Alaska Oil Spill Fuels Concerns Over Arctic Wildlife, Future Drilling
for National Geographic News
|March 20, 2006|
A recent spill of about 267,000 gallons (1 million liters) of oil in the
tundra of Alaska's North Slope is raising a new round of questions from
environmental groups about proposed plans to open more land in the
region to oil drilling.
The North Slope region of Alaska (map) borders the Arctic Ocean and contains most of the state's petroleum reserves. It is also home to thousands of migratory birds, caribou, and other creatures.
The oil spill happened in the Prudhoe Bay oil field in late February, but it was not discovered for five days. The spill is the largest in the region's history.
"Thank God this happened in the winter," said Noah Matson, director of the federal lands program for the nonprofit Defenders of Wildlife in Washington, D.C.
Wildlife is scarce in the region this time of year but will return when the snow melts this spring and summer.
Environmental groups have fought attempts by the Bush administration to open more lands on the North Slope, including the Arctic National Wildlife Refuge, to oil and gas development on the grounds that it would harm the environment.
The Bush administration believes the oil can be removed safely and that doing so will reduce U.S. dependence on foreign oil and natural gas.
Congress has repeatedly blocked initiatives to open the refuge, though the battle is not over. Last Thursday the U.S. Senate passed a budget resolution that contains instructions to open the refuge to oil drilling. This sets the stage for a battle in the House of Representatives later this year.
Natalie Brandon, policy director for the Alaska Wilderness League in Washington, D.C., said the Prudhoe Bay spill raises questions about the push to open up more areas of the North Slope to oil and gas development.
"The bottom line is these kinds of risks are inherent when you have oil production Do you want to put that risk somewhere like a wildlife refuge?" she said.

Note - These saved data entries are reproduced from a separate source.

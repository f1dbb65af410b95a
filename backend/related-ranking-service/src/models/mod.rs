use serde::{Deserialize, Serialize};
use std::collections::BTreeSet;
use thiserror::Error;

/// Number of related items shown when the caller does not ask for a size.
pub const DEFAULT_TARGET_COUNT: usize = 6;

/// Listing status the engine always filters on.
pub const ACTIVE_STATUS: &str = "active";

/// A transport route listing, used both as the reference and as a candidate.
#[derive(Debug, Clone, Default, PartialEq, Serialize, Deserialize)]
pub struct Item {
    pub id: String,
    #[serde(default)]
    pub origin: String,
    #[serde(default)]
    pub destination: String,
    #[serde(default)]
    pub route_type: Option<String>,
    #[serde(default)]
    pub service_type: Option<String>,
    /// Departure hours (0-23); the first entry is the primary departure.
    #[serde(default)]
    pub departure_hours: Vec<u8>,
    /// Weekday names, already normalized by the data-access layer.
    #[serde(default)]
    pub operating_days: BTreeSet<String>,
    /// `None` or `0.0` means the fare is unknown.
    #[serde(default)]
    pub fare: Option<f64>,
}

#[derive(Debug, Error, PartialEq)]
pub enum ItemError {
    #[error("Item id is empty")]
    MissingId,

    #[error("Departure hour out of range: {0}")]
    InvalidDepartureHour(u8),

    #[error("Invalid fare: {0}")]
    InvalidFare(f64),
}

impl Item {
    pub fn new(
        id: impl Into<String>,
        origin: impl Into<String>,
        destination: impl Into<String>,
    ) -> Self {
        Self {
            id: id.into(),
            origin: origin.into(),
            destination: destination.into(),
            ..Default::default()
        }
    }

    pub fn with_route_type(mut self, route_type: impl Into<String>) -> Self {
        self.route_type = Some(route_type.into());
        self
    }

    pub fn with_service_type(mut self, service_type: impl Into<String>) -> Self {
        self.service_type = Some(service_type.into());
        self
    }

    pub fn with_departure_hours(mut self, hours: impl IntoIterator<Item = u8>) -> Self {
        self.departure_hours = hours.into_iter().collect();
        self
    }

    pub fn with_operating_days<S: Into<String>>(
        mut self,
        days: impl IntoIterator<Item = S>,
    ) -> Self {
        self.operating_days = days.into_iter().map(Into::into).collect();
        self
    }

    pub fn with_fare(mut self, fare: f64) -> Self {
        self.fare = Some(fare);
        self
    }

    pub fn has_id(&self) -> bool {
        !self.id.trim().is_empty()
    }

    /// Fare if known (present and strictly positive).
    pub fn known_fare(&self) -> Option<f64> {
        self.fare.filter(|fare| *fare > 0.0)
    }

    /// Check the record against the data model constraints.
    pub fn validate(&self) -> Result<(), ItemError> {
        if !self.has_id() {
            return Err(ItemError::MissingId);
        }

        if let Some(hour) = self.departure_hours.iter().find(|h| **h > 23) {
            return Err(ItemError::InvalidDepartureHour(*hour));
        }

        if let Some(fare) = self.fare {
            if !fare.is_finite() || fare < 0.0 {
                return Err(ItemError::InvalidFare(fare));
            }
        }

        Ok(())
    }
}

/// Which retrieval pass produced a ranked candidate.
#[derive(Debug, Clone, Copy, PartialEq, Eq, Serialize, Deserialize)]
#[serde(rename_all = "lowercase")]
pub enum RankingPass {
    Primary,  // same destination
    Fallback, // same origin (quota fill)
}

impl RankingPass {
    pub fn as_str(&self) -> &'static str {
        match self {
            RankingPass::Primary => "primary",
            RankingPass::Fallback => "fallback",
        }
    }
}

#[derive(Debug, Clone, PartialEq, Serialize, Deserialize)]
pub struct ScoredCandidate {
    pub item: Item,
    pub score: f64,
    pub pass: RankingPass,
}

impl ScoredCandidate {
    pub fn id(&self) -> &str {
        &self.item.id
    }
}

/// Location predicate of a candidate query. Destination and origin filters
/// are mutually exclusive.
#[derive(Debug, Clone, PartialEq, Eq, Serialize, Deserialize)]
#[serde(rename_all = "snake_case")]
pub enum LocationFilter {
    DestinationEquals(String),
    OriginEquals(String),
}

/// Filter descriptor handed to the candidate fetcher.
#[derive(Debug, Clone, PartialEq, Eq, Serialize, Deserialize)]
pub struct CandidateFilter {
    pub status: String,
    pub location: Option<LocationFilter>,
}

impl CandidateFilter {
    pub fn active_destination(destination: impl Into<String>) -> Self {
        Self {
            status: ACTIVE_STATUS.to_string(),
            location: Some(LocationFilter::DestinationEquals(destination.into())),
        }
    }

    pub fn active_origin(origin: impl Into<String>) -> Self {
        Self {
            status: ACTIVE_STATUS.to_string(),
            location: Some(LocationFilter::OriginEquals(origin.into())),
        }
    }

    /// Whether an item with the given status satisfies this filter.
    pub fn matches(&self, item: &Item, status: &str) -> bool {
        if self.status != status {
            return false;
        }

        match &self.location {
            Some(LocationFilter::DestinationEquals(destination)) => {
                item.destination == *destination
            }
            Some(LocationFilter::OriginEquals(origin)) => item.origin == *origin,
            None => true,
        }
    }
}

#[derive(Debug, Clone, PartialEq, Serialize, Deserialize)]
pub struct RankingRequest {
    pub reference: Item,
    pub target_count: usize,
}

impl RankingRequest {
    pub fn new(reference: Item) -> Self {
        Self {
            reference,
            target_count: DEFAULT_TARGET_COUNT,
        }
    }

    pub fn with_target_count(mut self, target_count: usize) -> Self {
        self.target_count = target_count;
        self
    }
}

#[derive(Debug, Clone, Default, PartialEq, Eq, Serialize, Deserialize)]
pub struct RankingStats {
    pub primary_fetched: usize,
    pub primary_kept: usize,
    pub fallback_fetched: usize,
    pub fallback_kept: usize,
    /// Candidates dropped as the reference itself, a repeat id, or an empty id.
    pub discarded: usize,
    pub fetch_failures: usize,
    pub fallback_invoked: bool,
}

#[derive(Debug, Clone, Default, PartialEq, Serialize, Deserialize)]
pub struct RankingResult {
    /// Id of the reference this result was computed for.
    pub reference_id: String,
    pub candidates: Vec<ScoredCandidate>,
    pub stats: RankingStats,
}

impl RankingResult {
    pub fn empty(reference_id: impl Into<String>) -> Self {
        Self {
            reference_id: reference_id.into(),
            ..Default::default()
        }
    }

    /// Stale-result guard: a result finished after the user moved on to a
    /// different reference must not be applied.
    pub fn is_for(&self, reference_id: &str) -> bool {
        !self.reference_id.is_empty() && self.reference_id == reference_id
    }

    pub fn len(&self) -> usize {
        self.candidates.len()
    }

    pub fn is_empty(&self) -> bool {
        self.candidates.is_empty()
    }

    pub fn ids(&self) -> Vec<&str> {
        self.candidates.iter().map(ScoredCandidate::id).collect()
    }

    pub fn scores(&self) -> Vec<f64> {
        self.candidates.iter().map(|c| c.score).collect()
    }
}
mod in_memory;

use crate::models::{CandidateFilter, Item};
use async_trait::async_trait;
use std::time::Duration;
use thiserror::Error;

pub use in_memory::{InMemoryFetcher, Listing};

#[derive(Debug, Error)]
pub enum FetchError {
    #[error("Candidate backend error: {0}")]
    Backend(String),

    #[error("Candidate fetch timed out after {0:?}")]
    Timeout(Duration),

    #[error("Invalid fetch request: {0}")]
    InvalidRequest(String),
}

pub type Result<T> = std::result::Result<T, FetchError>;

/// Candidate source for the ranking engine.
///
/// Implemented by the data-access layer (REST client, database query). `page`
/// is 1-based. Implementations must not rely on being called more than once
/// per pass; the engine never retries.
#[cfg_attr(test, mockall::automock)]
#[async_trait]
pub trait CandidateFetcher: Send + Sync {
    async fn fetch(
        &self,
        filter: &CandidateFilter,
        page: u32,
        page_size: u32,
    ) -> Result<Vec<Item>>;
}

The Prudhoe Bay oil spill went undetected for five days before a field worker smelled the crude oil while driving through the area on March 2, an official with oil company BP said at a news conference in Anchorage on March 14.
Preliminary analysis suggests the oil leaked from a quarter-inch (two-thirds of a centimeter) hole corroded in a pipeline, according to Ed Meggert, a spill prevention and response coordinator for the Alaska Department of Environmental Protection in Juneau.
"Both BP and the state are real concerned about that," he said.
The leaky pipe is part of the oil field infrastructure built in the late 1970s. Officials are concerned that other sections of the aging system may be susceptible to leaks in the future.
"That's being examined very closely," Meggert added.
The spill, which covers about 2 acres (0.8 hectares), occurred in one of several caribou-crossing areas where pipes are laid underground and covered with gravel to allow passage by animals.
Brandon said the crossing areas attract water and the pipes underneath are particularly susceptible to corrosion.
While caribou, a migratory species, are currently absent from the North Slope, they'll return to the region this summer.
"Can we get this cleaned up in time for when the caribou get there?" Defenders of Wildlife's Matson asked.
Meggert expects the spill to be nearly 100-percent cleaned up before summer.
The liquid pools of oil have almost all been vacuumed, he said. Snow mixed with oil is being melted and the oil recovered. Crews will also scrape oil residue from the tundra.
He expects the spring melt to wash most of the remaining oil into an adjacent lake where floating booms will prevent further spread and allow for recovery.
"We have a pretty good track record cleaning these things up," he said. "I'm pretty confident we can do it, and if [the tundra] doesn't totally recover this year, in time it will, next year or the year after."
But the cleanup is a slow, cold process. The wind chill at Prudhoe Bay was less than -40ºF (-40ºC) Thursday.
"Right now, they are collecting a few hundred gallons a day basically, because it's so cold," said Brandon of the Alaska Wilderness League. "So that's just longer and longer the oil will be sitting out there."
Prior to this spill, the largest in the North Slope was a 38,850-gallon (147,063-liter) spill in 1989.
By contrast, the oil tanker Exxon Valdez spilled 11 million gallons (41.6 million liters) into Prince William Sound on Alaska's southern coast that same year.